Or what? You want me to think that you’re either too busy or too important to answer your phone? You think if you don’t answer, I’ll be forced to solve the problem on my own, without your being on record of being involved in a decision that could be the wrong one, and then it would have been your butt that was on the line?
You were competing in a Tough Man Last Man Standing Competition last night (you won), and just don’t have the strength to pick up the phone? You think someone may have used your phone recently, and you have to get some disinfectant before it’s safe to breathe near it again? You want to wait and play back my recorded message on speakerphone so you can point out to all your friends at work what a needy jerk I am?
For whatever reason (the ones above being, to me, the only legitimate ones), more and more people choose not to answer the phone. Ever. With an initial screening from the gatekeeper, and with the possibility of your having Caller ID, you pretty much know who’s calling.
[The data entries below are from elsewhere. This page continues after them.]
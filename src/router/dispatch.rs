//! Backend dispatch.
//!
//! Dispatch is two-phase. [`Dispatch::plan`] turns a [`LaunchRequest`] into a
//! value describing the single action to take; [`Dispatch::execute`] performs
//! it. For every backend but Windows that action replaces the process image,
//! so a successful `execute` never returns.

use std::path::PathBuf;

use tracing::{info, warn};

use super::request::{Backend, LaunchRequest};
use crate::config::LauncherConfig;
use crate::error::{Result, RouteError};
use crate::relay::{AgentCommand, send_command};
use crate::sandbox::{Environment, SandboxBuilder, SandboxLaunch, Syscalls, argv_with_program};

/// The one action a launch request resolves to.
#[derive(Debug, Clone, PartialEq, Eq)]
pub enum Dispatch {
    /// Build the sandbox and exec the loader for `target`.
    Sandboxed { target: PathBuf, args: Vec<String> },

    /// Send `command` to the relay daemon at `socket`.
    Relay {
        socket: PathBuf,
        command: AgentCommand,
    },

    /// Replace the process image with `program`.
    Exec {
        backend: Backend,
        program: PathBuf,
        argv: Vec<String>,
    },
}

impl Dispatch {
    /// Computes the dispatch for `request`. Pure; performs no I/O.
    #[must_use]
    pub fn plan(request: &LaunchRequest, config: &LauncherConfig) -> Self {
        let target = request.target();
        let args = request.args();

        match request.backend() {
            Backend::ForeignLinux => Self::Sandboxed {
                target: PathBuf::from(target),
                args: args.to_vec(),
            },

            Backend::Windows => {
                if !args.is_empty() {
                    warn!(
                        ?args,
                        "Windows launches carry only the executable path, dropping arguments"
                    );
                }
                Self::Relay {
                    socket: config.relay_socket.clone(),
                    command: AgentCommand::run(target),
                }
            }

            Backend::Flatpak => {
                let mut argv = vec!["flatpak".to_string(), "run".to_string(), target.to_string()];
                argv.extend(args.iter().cloned());
                Self::Exec {
                    backend: Backend::Flatpak,
                    program: config.flatpak_program.clone(),
                    argv,
                }
            }

            backend @ (Backend::AppImage | Backend::Native) => {
                let program = PathBuf::from(target);
                let argv = argv_with_program(&program, args);
                Self::Exec {
                    backend,
                    program,
                    argv,
                }
            }
        }
    }

    /// Performs the dispatch.
    ///
    /// Returns `Ok(())` only for relayed launches; exec-based dispatches
    /// return only on failure.
    ///
    /// # Errors
    ///
    /// - `RouteError::Exec` if a backend program cannot be executed
    /// - `RouteError::RelayUnavailable` / `RouteError::RelaySend` for Windows
    /// - any `SandboxError` or `PlanError` from the sandbox builder
    pub fn execute<S: Syscalls>(
        self,
        config: &LauncherConfig,
        sys: &mut S,
        env: Environment,
    ) -> Result<()> {
        match self {
            Self::Sandboxed { target, args } => {
                let launch = SandboxLaunch::new(target, args, env);
                match SandboxBuilder::new(config, sys).launch(launch)? {}
            }

            Self::Relay { socket, command } => {
                info!(%command, "Transferring command to Windows daemon");
                send_command(&socket, &command)?;
                info!("Command sent");
                Ok(())
            }

            Self::Exec {
                backend,
                program,
                argv,
            } => {
                info!(%backend, program = %program.display(), "Starting");
                let source = sys.exec(&program, &argv, None);
                Err(RouteError::Exec {
                    backend: backend.name(),
                    program,
                    source,
                }
                .into())
            }
        }
    }
}

#[cfg(test)]
mod tests {
    use super::*;

    fn plan(raw: &str, args: &[&str]) -> Dispatch {
        let args = args.iter().map(|s| (*s).to_string()).collect();
        let request = LaunchRequest::parse(raw, args).expect("parse");
        Dispatch::plan(&request, &LauncherConfig::default())
    }

    #[test]
    fn test_foreign_linux_is_sandboxed() {
        assert_eq!(
            plan(":deb:/usr/bin/vlc", &["extra-arg"]),
            Dispatch::Sandboxed {
                target: PathBuf::from("/usr/bin/vlc"),
                args: vec!["extra-arg".to_string()],
            }
        );
    }

    #[test]
    fn test_windows_is_relayed() {
        assert_eq!(
            plan(":win:C:\\App.exe", &[]),
            Dispatch::Relay {
                socket: PathBuf::from(crate::config::DEFAULT_RELAY_SOCKET),
                command: AgentCommand::run("C:\\App.exe"),
            }
        );
    }

    #[test]
    fn test_flatpak_argv() {
        assert_eq!(
            plan(":flat:org.gimp.GIMP", &["image.png"]),
            Dispatch::Exec {
                backend: Backend::Flatpak,
                program: PathBuf::from("/usr/bin/flatpak"),
                argv: vec![
                    "flatpak".to_string(),
                    "run".to_string(),
                    "org.gimp.GIMP".to_string(),
                    "image.png".to_string(),
                ],
            }
        );
    }

    #[test]
    fn test_appimage_program_name_is_stripped_target() {
        assert_eq!(
            plan(":app:/opt/Gimp.AppImage", &["--new-instance"]),
            Dispatch::Exec {
                backend: Backend::AppImage,
                program: PathBuf::from("/opt/Gimp.AppImage"),
                argv: vec!["/opt/Gimp.AppImage".to_string(), "--new-instance".to_string()],
            }
        );
    }

    #[test]
    fn test_native_default() {
        assert_eq!(
            plan("gedit", &["notes.txt"]),
            Dispatch::Exec {
                backend: Backend::Native,
                program: PathBuf::from("gedit"),
                argv: vec!["gedit".to_string(), "notes.txt".to_string()],
            }
        );
    }
}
So, I obviously didn’t pass muster for First Response. Now, here, I’m just talking about at work. At home, you’re free to do whatever you want, or whatever your spouse lets you think you want.
What else am I not talking about? Wow, the possibilities are endless. But specifically I’m not talking about subject matter that has been gone over and over and over again. Namely, trying to get satisfaction in talking to a real person, even the wrong one, when calling a large company, after being escorted on a round of “Let’s Play Pavlovian Prompts,” where you take wild stabs at which option comes closest to the one you want, then having guessed wrong, making a desperate stab at the number you think will bring you back to the previous menu because that would be better than just reaching a point where you hear a dial tone and realize you have to start all over. When you get that dial tone, doesn’t it remind you of the flatline you see on your favorite hospital show (don’t name it–they’re interchangeable) when the little girl checks out, just when the Resident with the stuffed animal was celebrating her coming out of little girl surgery).
No, I’m talking about talking (or essentially, not talking) to someone I know. He or she may even have initiated the call or email. I always respond within 24 hours, and usually a lot quicker.
But the person who asked for me to contact him, usually with a sense of urgency, now unfortunately seems to have passed away.
Rather than call the morgue (and with today’s HIPPA regulations, they probably wouldn’t be able to release that information), what can you do to get a straight answer around here, anyway?
Okay, I’m calmed down. But, hey, I’m trying to get some work done here, and you’re not helping any—in fact you are adding to my frustration. Of course, by “you,” I’m referring to the phonee (just pronounce that and hear how true that rings), and you, the real you, are just kind of listening in. And I’m glad somebody is listening.
Now, if I were making calls to sell something, I wouldn’t expect a return phone call, so I wouldn’t even leave a message.
Let me reiterate, these people contacted me first!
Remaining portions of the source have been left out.